Saved data entries:
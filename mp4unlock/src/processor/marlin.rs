//! Marlin IPMP (ACBC).

use super::{
    Result, TrackDecrypter,
    cipher::{cbc_decrypt_padded, expand_iv},
    rewrite::{self, Decrypters},
};
use crate::{KeyMap, error::DecryptError, progress::ProgressListener};
use log::{debug, warn};
use mp4unlock_boxes::boxes::HdlrBox;
use std::io::{Read, Seek, Write};

pub(super) fn process<R, W>(
    keys: &KeyMap,
    input: &mut R,
    output: &mut W,
    listener: &mut dyn ProgressListener,
) -> Result<()>
where
    R: Read + Seek,
    W: Write + Seek,
{
    rewrite::rewrite(input, output, listener, |movie| {
        let mut decrypters = Decrypters::new();

        for track in &movie.tracks {
            if matches!(track.handler_type, HdlrBox::ODSM | HdlrBox::SDSM) {
                continue;
            }

            let Some(key) = keys.get_track(track.id) else {
                warn!("no key for track {}, copying it as is", track.id);
                continue;
            };

            debug!("decrypting marlin track {}", track.id);
            decrypters.insert(track.id, Box::new(MarlinDecrypter { key: *key }));
        }

        Ok(decrypters)
    })
}

/// Samples are a 16 byte IV followed by AES-128-CBC ciphertext with PKCS#7
/// padding.
struct MarlinDecrypter {
    key: [u8; 16],
}

impl TrackDecrypter for MarlinDecrypter {
    fn decrypt_sample(&mut self, data: Vec<u8>) -> Result<Vec<u8>> {
        if data.len() < 32 {
            return Err(DecryptError::InvalidFormat(format!(
                "{} byte sample is too short for an IV and a block",
                data.len()
            )));
        }

        let iv = expand_iv(&data[..16])?;
        cbc_decrypt_padded(&self.key, &iv, data[16..].to_vec())
    }
}
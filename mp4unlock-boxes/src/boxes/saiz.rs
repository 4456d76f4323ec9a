use crate::{ParsedBox, Result};

/// Sample Auxiliary Information Sizes Box (saiz).
#[derive(Clone, Debug)]
pub struct SaizBox {
    pub aux_info_type: Option<u32>,
    pub default_sample_info_size: u8,
    pub sample_count: u32,
    /// Empty when every sample uses `default_sample_info_size`.
    pub sample_info_sizes: Vec<u8>,
}

impl SaizBox {
    pub fn new(box_: &mut ParsedBox) -> Result<Self> {
        let flags = box_.flags();
        let reader = &mut box_.reader;

        let mut aux_info_type = None;

        if flags & 0x000001 != 0 {
            aux_info_type = Some(reader.read_u32()?);
            // aux_info_type_parameter
            reader.skip(4)?;
        }

        let default_sample_info_size = reader.read_u8()?;
        let sample_count = reader.read_u32()?;
        let mut sample_info_sizes = Vec::new();

        if default_sample_info_size == 0 {
            sample_info_sizes = reader.read_bytes_u8(sample_count as usize)?;
        }

        Ok(Self {
            aux_info_type,
            default_sample_info_size,
            sample_count,
            sample_info_sizes,
        })
    }

    /// Size of the auxiliary information of sample `index`.
    pub fn size_of(&self, index: usize) -> u8 {
        if self.default_sample_info_size != 0 {
            self.default_sample_info_size
        } else {
            self.sample_info_sizes.get(index).copied().unwrap_or(0)
        }
    }
}

/// Sample Auxiliary Information Offsets Box (saio).
#[derive(Clone, Debug)]
pub struct SaioBox {
    pub aux_info_type: Option<u32>,
    pub offsets: Vec<u64>,
}

impl SaioBox {
    pub fn new(box_: &mut ParsedBox) -> Result<Self> {
        let version = box_.version();
        let flags = box_.flags();
        let reader = &mut box_.reader;

        let mut aux_info_type = None;

        if flags & 0x000001 != 0 {
            aux_info_type = Some(reader.read_u32()?);
            reader.skip(4)?;
        }

        let entry_count = reader.read_u32()?;
        let mut offsets = Vec::with_capacity(entry_count.min(4096) as usize);

        for _ in 0..entry_count {
            offsets.push(if version == 0 {
                reader.read_u32()? as u64
            } else {
                reader.read_u64()?
            });
        }

        Ok(Self {
            aux_info_type,
            offsets,
        })
    }
}
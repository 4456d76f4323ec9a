//! Track level view of a `moov` box.

use crate::error::DecryptError;
use mp4unlock_boxes::{
    Mp4Parser, ParsedBox, fourcc,
    boxes::{
        ChunkOffsetBox, FrmaBox, HdlrBox, OdafBox, OhdrBox, PIFF_TRACK_ENCRYPTION, SaioBox,
        SaizBox, SchmBox, SencBox, StscBox, StszBox, TencBox, TkhdBox, TrexBox,
    },
    parser::{self, HandlerResult},
};
use std::{cell::RefCell, collections::HashMap, rc::Rc};

type Shared = Rc<RefCell<Movie>>;

/// Sample entry formats that wrap a protected original format.
pub(crate) const PROTECTED_FORMATS: [u32; 7] = [
    fourcc(b"encv"),
    fourcc(b"enca"),
    fourcc(b"enct"),
    fourcc(b"encs"),
    fourcc(b"encm"),
    fourcc(b"encf"),
    fourcc(b"encp"),
];

/// Extended type of the PIFF protection system specific header box.
pub(crate) const PIFF_PSSH: [u8; 16] = [
    0xd0, 0x8a, 0x4f, 0x18, 0x10, 0xf3, 0x4a, 0x82, 0xb6, 0xc8, 0x32, 0xd8, 0xab, 0xa1, 0x83, 0xd3,
];

#[derive(Default)]
pub(crate) struct Movie {
    pub(crate) tracks: Vec<Track>,
    pub(crate) trex: HashMap<u32, TrexBox>,
    /// Type field offsets of `pssh` boxes.
    pub(crate) pssh: Vec<u64>,
}

#[derive(Default)]
pub(crate) struct Track {
    pub(crate) id: u32,
    pub(crate) handler_type: u32,
    pub(crate) entries: Vec<SampleEntry>,
    pub(crate) stsz: Option<StszBox>,
    pub(crate) stsc: Option<StscBox>,
    pub(crate) chunk_offsets: Option<ChunkOffsetBox>,
    pub(crate) senc: Option<SencBox>,
    pub(crate) saiz: Option<SaizBox>,
    pub(crate) saio: Option<SaioBox>,
    /// Type field offsets of the `senc`, `saiz` and `saio` boxes of the track.
    pub(crate) aux_info: Vec<u64>,
}

pub(crate) struct SampleEntry {
    pub(crate) format: u32,
    pub(crate) type_offset: u64,
    pub(crate) protection: Option<Protection>,
}

#[derive(Default)]
pub(crate) struct Protection {
    pub(crate) original_format: Option<u32>,
    pub(crate) schm: Option<SchmBox>,
    pub(crate) tenc: Option<TencBox>,
    pub(crate) ohdr: Option<OhdrBox>,
    pub(crate) odaf: Option<OdafBox>,
    /// Type field offsets of every `sinf` of the entry.
    pub(crate) sinf: Vec<u64>,
}

/// Samples of one chunk, read from the sample tables.
pub(crate) struct Chunk {
    pub(crate) track: usize,
    pub(crate) index: usize,
    pub(crate) offset: u64,
    pub(crate) description_index: u32,
    pub(crate) first_sample: usize,
    pub(crate) sample_sizes: Vec<u32>,
}

impl Movie {
    /// Parse the `moov` box in `data`, which starts at `offset` in the file.
    pub(crate) fn parse(data: &[u8], offset: u64) -> Result<Self, DecryptError> {
        let movie = Rc::new(RefCell::new(Movie::default()));

        Mp4Parser::new()
            .base_box("moov", parser::children)
            .base_box("trak", {
                let movie = movie.clone();
                move |box_| {
                    movie.borrow_mut().tracks.push(Track::default());
                    parser::children(box_)
                }
            })
            .full_box(
                "tkhd",
                on_track(&movie, |track, box_| {
                    track.id = TkhdBox::new(box_)?.track_id;
                    Ok(())
                }),
            )
            .base_box("mdia", parser::children)
            .full_box(
                "hdlr",
                on_track(&movie, |track, box_| {
                    track.handler_type = HdlrBox::new(box_)?.handler_type;
                    Ok(())
                }),
            )
            .base_box("minf", parser::children)
            .base_box("stbl", parser::children)
            .full_box("stsd", {
                let movie = movie.clone();
                move |mut box_| {
                    let payload_offset = box_.payload_offset();
                    let count = box_.reader.read_u32()?;

                    for _ in 0..count {
                        if box_.reader.remaining() < 8 {
                            break;
                        }

                        let type_offset = box_.position() + 4;
                        let position = box_.reader.get_position();
                        box_.reader.skip(4)?;
                        let format = box_.reader.read_u32()?;
                        box_.reader.seek(position)?;

                        if let Some(track) = movie.borrow_mut().tracks.last_mut() {
                            track.entries.push(SampleEntry {
                                format,
                                type_offset,
                                protection: None,
                            });
                        }

                        box_.parser.parse_next(
                            payload_offset,
                            &mut box_.reader,
                            box_.partial_okay,
                            box_.stop_on_partial,
                        )?;
                    }

                    Ok(())
                }
            })
            .base_box("encv", parser::visual_sample_entry)
            .base_box("enca", parser::audio_sample_entry)
            .base_box("enct", parser::generic_sample_entry)
            .base_box("encs", parser::generic_sample_entry)
            .base_box("encm", parser::generic_sample_entry)
            .base_box("encf", parser::generic_sample_entry)
            .base_box("encp", parser::generic_sample_entry)
            .base_box("sinf", {
                let movie = movie.clone();
                move |box_| {
                    if let Some(protection) = movie.borrow_mut().protection() {
                        protection.sinf.push(box_.type_offset());
                    }
                    parser::children(box_)
                }
            })
            .base_box(
                "frma",
                on_protection(&movie, |protection, box_| {
                    protection.original_format = Some(FrmaBox::new(box_)?.original_format);
                    Ok(())
                }),
            )
            .full_box(
                "schm",
                on_protection(&movie, |protection, box_| {
                    protection.schm = Some(SchmBox::new(box_)?);
                    Ok(())
                }),
            )
            .base_box("schi", parser::children)
            .full_box(
                "tenc",
                on_protection(&movie, |protection, box_| {
                    protection.tenc = Some(TencBox::new(box_)?);
                    Ok(())
                }),
            )
            .full_box("odkm", parser::children)
            .full_box(
                "ohdr",
                on_protection(&movie, |protection, box_| {
                    protection.ohdr = Some(OhdrBox::new(box_)?);
                    Ok(())
                }),
            )
            .full_box(
                "odaf",
                on_protection(&movie, |protection, box_| {
                    protection.odaf = Some(OdafBox::new(box_)?);
                    Ok(())
                }),
            )
            .base_box("uuid", {
                let movie = movie.clone();
                move |mut box_| {
                    let type_offset = box_.type_offset();
                    let extended_type = box_.reader.read_array::<16>()?;
                    let mut movie = movie.borrow_mut();

                    if extended_type == PIFF_TRACK_ENCRYPTION {
                        if let Some(protection) = movie.protection() {
                            protection.tenc = Some(TencBox::from_piff(&mut box_)?);
                        }
                    } else if extended_type == PIFF_PSSH {
                        movie.pssh.push(type_offset);
                    }

                    Ok(())
                }
            })
            .full_box(
                "stsz",
                on_track(&movie, |track, box_| {
                    track.stsz = Some(StszBox::new(box_)?);
                    Ok(())
                }),
            )
            .full_box(
                "stsc",
                on_track(&movie, |track, box_| {
                    track.stsc = Some(StscBox::new(box_)?);
                    Ok(())
                }),
            )
            .full_box(
                "stco",
                on_track(&movie, |track, box_| {
                    track.chunk_offsets = Some(ChunkOffsetBox::new(box_)?);
                    Ok(())
                }),
            )
            .full_box(
                "co64",
                on_track(&movie, |track, box_| {
                    track.chunk_offsets = Some(ChunkOffsetBox::new(box_)?);
                    Ok(())
                }),
            )
            .full_box(
                "senc",
                on_track(&movie, |track, box_| {
                    track.senc = Some(SencBox::new(box_)?);
                    track.aux_info.push(box_.type_offset());
                    Ok(())
                }),
            )
            .full_box(
                "saiz",
                on_track(&movie, |track, box_| {
                    track.saiz = Some(SaizBox::new(box_)?);
                    track.aux_info.push(box_.type_offset());
                    Ok(())
                }),
            )
            .full_box(
                "saio",
                on_track(&movie, |track, box_| {
                    track.saio = Some(SaioBox::new(box_)?);
                    track.aux_info.push(box_.type_offset());
                    Ok(())
                }),
            )
            .base_box("mvex", parser::children)
            .full_box("trex", {
                let movie = movie.clone();
                move |mut box_| {
                    let trex = TrexBox::new(&mut box_)?;
                    movie.borrow_mut().trex.insert(trex.track_id, trex);
                    Ok(())
                }
            })
            .full_box("pssh", {
                let movie = movie.clone();
                move |box_| {
                    movie.borrow_mut().pssh.push(box_.type_offset());
                    Ok(())
                }
            })
            .parse_at(data, offset, false, false)?;

        Ok(movie.take())
    }

    /// Protection of the sample entry being parsed.
    fn protection(&mut self) -> Option<&mut Protection> {
        let entry = self.tracks.last_mut()?.entries.last_mut()?;
        Some(entry.protection.get_or_insert_with(Protection::default))
    }

    pub(crate) fn track(&self, track_id: u32) -> Option<&Track> {
        self.tracks.iter().find(|x| x.id == track_id)
    }
}

fn on_track<F>(movie: &Shared, f: F) -> impl Fn(ParsedBox) -> HandlerResult + 'static
where
    F: Fn(&mut Track, &mut ParsedBox) -> HandlerResult + 'static,
{
    let movie = movie.clone();
    move |mut box_| match movie.borrow_mut().tracks.last_mut() {
        Some(track) => f(track, &mut box_),
        None => Ok(()),
    }
}

fn on_protection<F>(movie: &Shared, f: F) -> impl Fn(ParsedBox) -> HandlerResult + 'static
where
    F: Fn(&mut Protection, &mut ParsedBox) -> HandlerResult + 'static,
{
    let movie = movie.clone();
    move |mut box_| match movie.borrow_mut().protection() {
        Some(protection) => f(protection, &mut box_),
        None => Ok(()),
    }
}

impl Track {
    /// Entry for a 1-based sample description index.
    pub(crate) fn entry(&self, description_index: u32) -> Option<&SampleEntry> {
        self.entries
            .get((description_index as usize).checked_sub(1)?)
    }

    /// Every chunk of the track, in table order.
    pub(crate) fn chunks(&self, track: usize) -> Result<Vec<Chunk>, DecryptError> {
        let (Some(stsz), Some(stsc), Some(chunk_offsets)) =
            (&self.stsz, &self.stsc, &self.chunk_offsets)
        else {
            return Ok(Vec::new());
        };

        let mut chunks = Vec::with_capacity(chunk_offsets.offsets.len());
        let mut sample = 0;

        for entry in stsc.chunks(chunk_offsets.offsets.len())? {
            let index = entry.first_chunk as usize - 1;
            let first_sample = sample;
            let mut sample_sizes = Vec::with_capacity(entry.samples_per_chunk as usize);

            for _ in 0..entry.samples_per_chunk {
                let size = stsz.size_of(sample).ok_or_else(|| {
                    DecryptError::InvalidFormat(format!(
                        "track {} has fewer sample sizes than its chunks describe",
                        self.id
                    ))
                })?;
                sample_sizes.push(size);
                sample += 1;
            }

            chunks.push(Chunk {
                track,
                index,
                offset: chunk_offsets.offsets[index],
                description_index: entry.sample_description_index,
                first_sample,
                sample_sizes,
            });
        }

        Ok(chunks)
    }
}

impl SampleEntry {
    pub(crate) fn is_protected(&self) -> bool {
        PROTECTED_FORMATS.contains(&self.format)
    }

    pub(crate) fn scheme_type(&self) -> Option<u32> {
        Some(self.protection.as_ref()?.schm.as_ref()?.scheme_type)
    }
}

-- TO DO --
Search term "encs": return each line of the data that contains it.

-- SOLUTION FOR THIS PROBLEM --
    fourcc(b"encs"),
            .base_box("encs", parser::generic_sample_entry)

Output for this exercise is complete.